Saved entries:
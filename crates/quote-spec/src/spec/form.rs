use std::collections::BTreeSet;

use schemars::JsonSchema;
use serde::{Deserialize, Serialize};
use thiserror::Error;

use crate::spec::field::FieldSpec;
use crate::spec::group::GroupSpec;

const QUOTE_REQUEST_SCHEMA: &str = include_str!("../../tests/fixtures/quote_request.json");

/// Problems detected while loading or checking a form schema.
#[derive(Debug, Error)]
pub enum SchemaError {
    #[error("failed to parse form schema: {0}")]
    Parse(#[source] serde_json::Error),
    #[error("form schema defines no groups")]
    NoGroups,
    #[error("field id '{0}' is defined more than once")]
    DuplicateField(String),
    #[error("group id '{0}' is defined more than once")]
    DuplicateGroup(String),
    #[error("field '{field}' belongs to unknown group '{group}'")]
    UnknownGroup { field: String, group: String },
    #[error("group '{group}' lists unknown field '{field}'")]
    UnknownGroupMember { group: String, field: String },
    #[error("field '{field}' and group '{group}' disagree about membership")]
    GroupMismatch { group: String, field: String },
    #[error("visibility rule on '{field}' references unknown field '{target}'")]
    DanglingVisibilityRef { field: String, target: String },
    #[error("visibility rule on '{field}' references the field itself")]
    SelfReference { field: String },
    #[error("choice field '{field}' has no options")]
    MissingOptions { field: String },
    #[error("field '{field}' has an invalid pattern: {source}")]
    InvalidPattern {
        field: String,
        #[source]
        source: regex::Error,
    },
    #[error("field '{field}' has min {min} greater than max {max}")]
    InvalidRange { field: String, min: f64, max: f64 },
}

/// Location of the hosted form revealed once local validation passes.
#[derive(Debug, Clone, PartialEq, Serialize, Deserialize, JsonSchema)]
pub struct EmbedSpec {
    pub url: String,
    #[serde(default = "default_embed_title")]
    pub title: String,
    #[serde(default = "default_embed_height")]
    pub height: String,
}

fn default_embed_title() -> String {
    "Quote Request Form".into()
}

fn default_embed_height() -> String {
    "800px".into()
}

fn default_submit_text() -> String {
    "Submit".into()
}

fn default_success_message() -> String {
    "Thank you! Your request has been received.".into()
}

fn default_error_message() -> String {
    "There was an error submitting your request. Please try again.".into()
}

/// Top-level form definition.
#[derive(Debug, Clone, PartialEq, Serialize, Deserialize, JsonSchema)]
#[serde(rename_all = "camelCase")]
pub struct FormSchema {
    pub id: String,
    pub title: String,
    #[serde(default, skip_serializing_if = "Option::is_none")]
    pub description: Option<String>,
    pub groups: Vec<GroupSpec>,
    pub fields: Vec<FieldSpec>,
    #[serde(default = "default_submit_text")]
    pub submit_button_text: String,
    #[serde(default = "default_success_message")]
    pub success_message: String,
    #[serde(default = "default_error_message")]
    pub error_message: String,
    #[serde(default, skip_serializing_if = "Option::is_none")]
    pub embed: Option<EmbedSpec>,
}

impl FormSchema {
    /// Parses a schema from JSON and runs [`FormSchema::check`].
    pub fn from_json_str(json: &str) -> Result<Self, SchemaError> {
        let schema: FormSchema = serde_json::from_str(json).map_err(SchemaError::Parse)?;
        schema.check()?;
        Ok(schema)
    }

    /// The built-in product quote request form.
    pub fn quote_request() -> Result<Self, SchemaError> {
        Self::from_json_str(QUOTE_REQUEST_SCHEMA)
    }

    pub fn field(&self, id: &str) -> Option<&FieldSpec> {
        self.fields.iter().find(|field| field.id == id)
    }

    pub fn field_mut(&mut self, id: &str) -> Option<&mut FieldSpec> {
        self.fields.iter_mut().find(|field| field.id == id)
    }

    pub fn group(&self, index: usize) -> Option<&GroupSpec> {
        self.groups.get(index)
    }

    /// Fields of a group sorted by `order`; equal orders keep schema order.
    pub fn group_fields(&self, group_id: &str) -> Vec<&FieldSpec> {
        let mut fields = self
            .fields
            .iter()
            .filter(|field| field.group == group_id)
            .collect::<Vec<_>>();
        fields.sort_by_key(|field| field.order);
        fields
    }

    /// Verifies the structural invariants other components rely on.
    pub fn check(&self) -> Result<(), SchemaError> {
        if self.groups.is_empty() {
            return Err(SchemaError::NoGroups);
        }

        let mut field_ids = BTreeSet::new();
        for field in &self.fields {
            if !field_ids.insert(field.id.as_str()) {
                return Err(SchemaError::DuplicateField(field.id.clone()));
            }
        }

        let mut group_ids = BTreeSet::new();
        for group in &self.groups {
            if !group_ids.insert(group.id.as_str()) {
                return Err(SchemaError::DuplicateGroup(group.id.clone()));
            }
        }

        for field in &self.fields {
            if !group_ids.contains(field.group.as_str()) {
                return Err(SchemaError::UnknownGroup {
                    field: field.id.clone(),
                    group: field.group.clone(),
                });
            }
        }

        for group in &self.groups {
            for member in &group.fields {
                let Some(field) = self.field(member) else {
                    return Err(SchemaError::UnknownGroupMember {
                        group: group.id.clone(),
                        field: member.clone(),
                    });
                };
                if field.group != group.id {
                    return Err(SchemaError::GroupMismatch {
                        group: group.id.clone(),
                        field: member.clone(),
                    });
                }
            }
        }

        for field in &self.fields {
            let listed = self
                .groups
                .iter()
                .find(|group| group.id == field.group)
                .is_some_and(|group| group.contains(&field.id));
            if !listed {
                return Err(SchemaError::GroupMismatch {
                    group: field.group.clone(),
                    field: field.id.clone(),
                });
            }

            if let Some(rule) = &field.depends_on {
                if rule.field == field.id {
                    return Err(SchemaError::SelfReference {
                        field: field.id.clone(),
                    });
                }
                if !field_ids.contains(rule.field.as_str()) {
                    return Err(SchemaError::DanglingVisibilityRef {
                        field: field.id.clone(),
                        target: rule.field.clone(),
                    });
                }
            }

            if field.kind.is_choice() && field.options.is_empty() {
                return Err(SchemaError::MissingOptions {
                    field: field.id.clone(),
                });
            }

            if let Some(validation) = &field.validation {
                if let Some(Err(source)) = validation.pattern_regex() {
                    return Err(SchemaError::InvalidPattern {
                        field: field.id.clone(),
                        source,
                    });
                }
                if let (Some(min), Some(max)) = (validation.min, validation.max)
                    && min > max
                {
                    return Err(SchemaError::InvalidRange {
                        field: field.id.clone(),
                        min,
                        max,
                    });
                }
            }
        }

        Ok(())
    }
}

## Exercise directions
Given the records above, restate word for word only the lines starting at the one with "pub struct FormSchema" and ending at the one with "pub fn from_json_str(json: &str)".

## Written solution
pub struct FormSchema {
    pub id: String,
    pub title: String,
    #[serde(default, skip_serializing_if = "Option::is_none")]
    pub description: Option<String>,
    pub groups: Vec<GroupSpec>,
    pub fields: Vec<FieldSpec>,
    #[serde(default = "default_submit_text")]
    pub submit_button_text: String,
    #[serde(default = "default_success_message")]
    pub success_message: String,
    #[serde(default = "default_error_message")]
    pub error_message: String,
    #[serde(default, skip_serializing_if = "Option::is_none")]
    pub embed: Option<EmbedSpec>,
}

impl FormSchema {
    /// Parses a schema from JSON and runs [`FormSchema::check`].
    pub fn from_json_str(json: &str) -> Result<Self, SchemaError> {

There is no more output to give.